The Supreme Court on Thursday May 30, 2024 reinstated a lawsuit by the National Rifle Association, alleging that a New York official violated the group’s First Amendment rights when she urged banks and insurance companies not to do business with it in the wake of the 2018 shooting at a Florida high school. In a unanimous decision by Justice Sonia Sotomayor, the justices agreed that the NRA had made out a case that Maria Vullo, then the head of New York’s Department of Financial Services, had gone too far in her efforts to get companies and banks to cut ties with the NRA, crossing over the line from efforts to persuade the companies and banks – which would be permitted – to attempts to coerce them, which are not.

Senior U.S. District Judge Thomas McAvoy allowed the NRA’s lawsuit to go forward.
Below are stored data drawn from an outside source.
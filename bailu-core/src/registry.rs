//! Tool Registry
//!
//! Name-keyed dictionary of tool handlers, built once at startup and
//! read-only thereafter, plus the parameter validation the mediator runs
//! before every dispatch.

use std::collections::HashMap;
use std::sync::Arc;

use anyhow::{bail, Result};
use async_trait::async_trait;
use serde_json::Value;

use crate::types::{ErrorCode, ExecutionContext, ParamType, ToolCall, ToolDefinition, ToolResult};

// ---------------------------------------------------------------------------
// Handler trait
// ---------------------------------------------------------------------------

/// Executable side of a registered tool. Receives already-validated,
/// already-typed parameters. Failures are returned, never raised; the
/// mediator normalizes anything that escapes anyway.
#[async_trait]
pub trait ToolHandler: Send + Sync {
    async fn execute(
        &self,
        params: &serde_json::Map<String, Value>,
        ctx: &ExecutionContext,
    ) -> ToolResult;
}

// ---------------------------------------------------------------------------
// Registry
// ---------------------------------------------------------------------------

/// Flat registry of `(definition, handler)` pairs in registration order.
pub struct ToolRegistry {
    tools: Vec<(ToolDefinition, Arc<dyn ToolHandler>)>,
    index: HashMap<String, usize>,
}

impl ToolRegistry {
    pub fn new() -> Self {
        Self {
            tools: Vec::new(),
            index: HashMap::new(),
        }
    }

    /// Register a tool. Re-registering a name is allowed only with the
    /// identical handler; a different handler under an existing name is
    /// an error.
    pub fn register(
        &mut self,
        definition: ToolDefinition,
        handler: Arc<dyn ToolHandler>,
    ) -> Result<()> {
        if let Some(&i) = self.index.get(&definition.name) {
            if Arc::ptr_eq(&self.tools[i].1, &handler) {
                return Ok(());
            }
            bail!("tool '{}' is already registered", definition.name);
        }
        tracing::debug!(tool = %definition.name, safe = definition.safe, "registered tool");
        self.index.insert(definition.name.clone(), self.tools.len());
        self.tools.push((definition, handler));
        Ok(())
    }

    pub fn get(&self, name: &str) -> Option<(&ToolDefinition, &Arc<dyn ToolHandler>)> {
        self.index
            .get(name)
            .map(|&i| (&self.tools[i].0, &self.tools[i].1))
    }

    /// Definitions in registration order.
    pub fn list(&self) -> Vec<&ToolDefinition> {
        self.tools.iter().map(|(def, _)| def).collect()
    }

    pub fn len(&self) -> usize {
        self.tools.len()
    }

    pub fn is_empty(&self) -> bool {
        self.tools.is_empty()
    }
}

impl Default for ToolRegistry {
    fn default() -> Self {
        Self::new()
    }
}

// ---------------------------------------------------------------------------
// Parameter validation
// ---------------------------------------------------------------------------

/// Validate a tool call against its definition.
///
/// Every required parameter must be present and every provided parameter
/// must match its declared type, with two coercions applied: a numeric
/// string becomes a number and `"true"`/`"false"` become booleans.
/// Absent optional parameters receive their declared defaults. On
/// mismatch, returns an `invalid-arguments` failure naming the offending
/// parameters.
pub fn validate_params(
    definition: &ToolDefinition,
    call: &ToolCall,
) -> Result<serde_json::Map<String, Value>, ToolResult> {
    let mut validated = serde_json::Map::new();
    let mut missing = Vec::new();
    let mut mistyped = Vec::new();

    for param in &definition.parameters {
        match call.params.get(&param.name) {
            Some(value) => match coerce_to_type(value, param.param_type) {
                Some(coerced) => {
                    validated.insert(param.name.clone(), coerced);
                }
                None => mistyped.push(format!(
                    "{} (expected {})",
                    param.name,
                    param.param_type.as_str()
                )),
            },
            None if param.required => missing.push(param.name.clone()),
            None => {
                if let Some(default) = &param.default {
                    validated.insert(param.name.clone(), default.clone());
                }
            }
        }
    }

    if !missing.is_empty() || !mistyped.is_empty() {
        let mut parts = Vec::new();
        if !missing.is_empty() {
            parts.push(format!("missing: {}", missing.join(", ")));
        }
        if !mistyped.is_empty() {
            parts.push(format!("mistyped: {}", mistyped.join(", ")));
        }
        return Err(ToolResult::fail(
            ErrorCode::InvalidArguments,
            format!("tool '{}' — {}", definition.name, parts.join("; ")),
        ));
    }

    // Unknown extra parameters pass through untouched; handlers ignore them.
    for (name, value) in &call.params {
        if !validated.contains_key(name) {
            validated.insert(name.clone(), value.clone());
        }
    }

    Ok(validated)
}

fn coerce_to_type(value: &Value, expected: ParamType) -> Option<Value> {
    match expected {
        ParamType::String => match value {
            Value::String(_) => Some(value.clone()),
            // The parser coerces eagerly; a bare numeric or boolean value
            // for a string parameter is rendered back.
            Value::Number(n) => Some(Value::String(n.to_string())),
            Value::Bool(b) => Some(Value::String(b.to_string())),
            _ => None,
        },
        ParamType::Number => match value {
            Value::Number(_) => Some(value.clone()),
            Value::String(s) => {
                let s = s.trim();
                if let Ok(i) = s.parse::<i64>() {
                    return Some(Value::Number(i.into()));
                }
                s.parse::<f64>()
                    .ok()
                    .filter(|f| f.is_finite())
                    .and_then(serde_json::Number::from_f64)
                    .map(Value::Number)
            }
            _ => None,
        },
        ParamType::Boolean => match value {
            Value::Bool(_) => Some(value.clone()),
            Value::String(s) => match s.trim() {
                "true" => Some(Value::Bool(true)),
                "false" => Some(Value::Bool(false)),
                _ => None,
            },
            _ => None,
        },
        ParamType::Array => matches!(value, Value::Array(_)).then(|| value.clone()),
        ParamType::Object => matches!(value, Value::Object(_)).then(|| value.clone()),
    }
}

// ---------------------------------------------------------------------------
// Tests
// ---------------------------------------------------------------------------

#[cfg(test)]
mod tests {
    use super::*;
    use crate::types::ToolParameter;

    struct NoopHandler;

    #[async_trait]
    impl ToolHandler for NoopHandler {
        async fn execute(
            &self,
            _params: &serde_json::Map<String, Value>,
            _ctx: &ExecutionContext,
        ) -> ToolResult {
            ToolResult::ok("noop")
        }
    }

    fn sample_def() -> ToolDefinition {
        ToolDefinition {
            name: "sample".into(),
            description: "A sample tool".into(),
            parameters: vec![
                ToolParameter::required("path", ParamType::String, "File path"),
                ToolParameter::optional(
                    "timeout",
                    ParamType::Number,
                    "Seconds",
                    Some(Value::Number(30.into())),
                ),
                ToolParameter::optional("recursive", ParamType::Boolean, "Recurse", None),
            ],
            safe: true,
        }
    }

    #[test]
    fn register_and_lookup() {
        let mut reg = ToolRegistry::new();
        reg.register(sample_def(), Arc::new(NoopHandler)).unwrap();

        assert!(reg.get("sample").is_some());
        assert!(reg.get("other").is_none());
        assert_eq!(reg.list().len(), 1);
    }

    #[test]
    fn duplicate_name_with_different_handler_errors() {
        let mut reg = ToolRegistry::new();
        let handler: Arc<dyn ToolHandler> = Arc::new(NoopHandler);
        reg.register(sample_def(), handler.clone()).unwrap();

        // Same handler: idempotent.
        assert!(reg.register(sample_def(), handler).is_ok());
        // Different handler under the same name: error.
        assert!(reg.register(sample_def(), Arc::new(NoopHandler)).is_err());
        assert_eq!(reg.len(), 1);
    }

    #[test]
    fn missing_required_param_fails() {
        let call = ToolCall::new("sample");
        let err = validate_params(&sample_def(), &call).unwrap_err();
        assert_eq!(err.error_code(), Some("invalid-arguments"));
        assert!(err.error.unwrap().contains("path"));
    }

    #[test]
    fn numeric_string_coerces() {
        let call = ToolCall::new("sample")
            .with_param("path", Value::String("a.txt".into()))
            .with_param("timeout", Value::String("120".into()));
        let params = validate_params(&sample_def(), &call).unwrap();
        assert_eq!(params["timeout"], Value::Number(120.into()));
    }

    #[test]
    fn boolean_string_coerces() {
        let call = ToolCall::new("sample")
            .with_param("path", Value::String("a.txt".into()))
            .with_param("recursive", Value::String("true".into()));
        let params = validate_params(&sample_def(), &call).unwrap();
        assert_eq!(params["recursive"], Value::Bool(true));
    }

    #[test]
    fn defaults_fill_in() {
        let call = ToolCall::new("sample").with_param("path", Value::String("a.txt".into()));
        let params = validate_params(&sample_def(), &call).unwrap();
        assert_eq!(params["timeout"], Value::Number(30.into()));
        assert!(!params.contains_key("recursive"));
    }

    #[test]
    fn mistyped_param_is_named() {
        let call = ToolCall::new("sample")
            .with_param("path", Value::String("a.txt".into()))
            .with_param("timeout", Value::String("soon".into()));
        let err = validate_params(&sample_def(), &call).unwrap_err();
        let msg = err.error.unwrap();
        assert!(msg.contains("timeout"));
        assert!(msg.contains("number"));
    }
}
Vullo appealed that ruling to the U.S. Court of Appeals for the 2nd Circuit, which reversed. It ruled that the NRA’s allegations against Vullo did not rise to “an unconstitutional threat or coercion to chill the NRA’s free speech.” And in any event, it added, Vullo would have been entitled to immunity because the law governing Vullo’s conduct was not clear.

In a 20-page decision issued 10 weeks after the oral argument, the Supreme Court unanimously reinstated the NRA’s claim against Vullo.

Sotomayor explained that the NRA is not immune from government investigations and regulations. And, she observed, Vullo was “free to criticize the NRA and pursue the conceded violations of New York insurance law.” What she could not do, however, was use her power as the head of the Department of Financial Services to “threaten enforcement actions” against entities that the department regulated “to punish or suppress the NRA’s gun-promotion advocacy.”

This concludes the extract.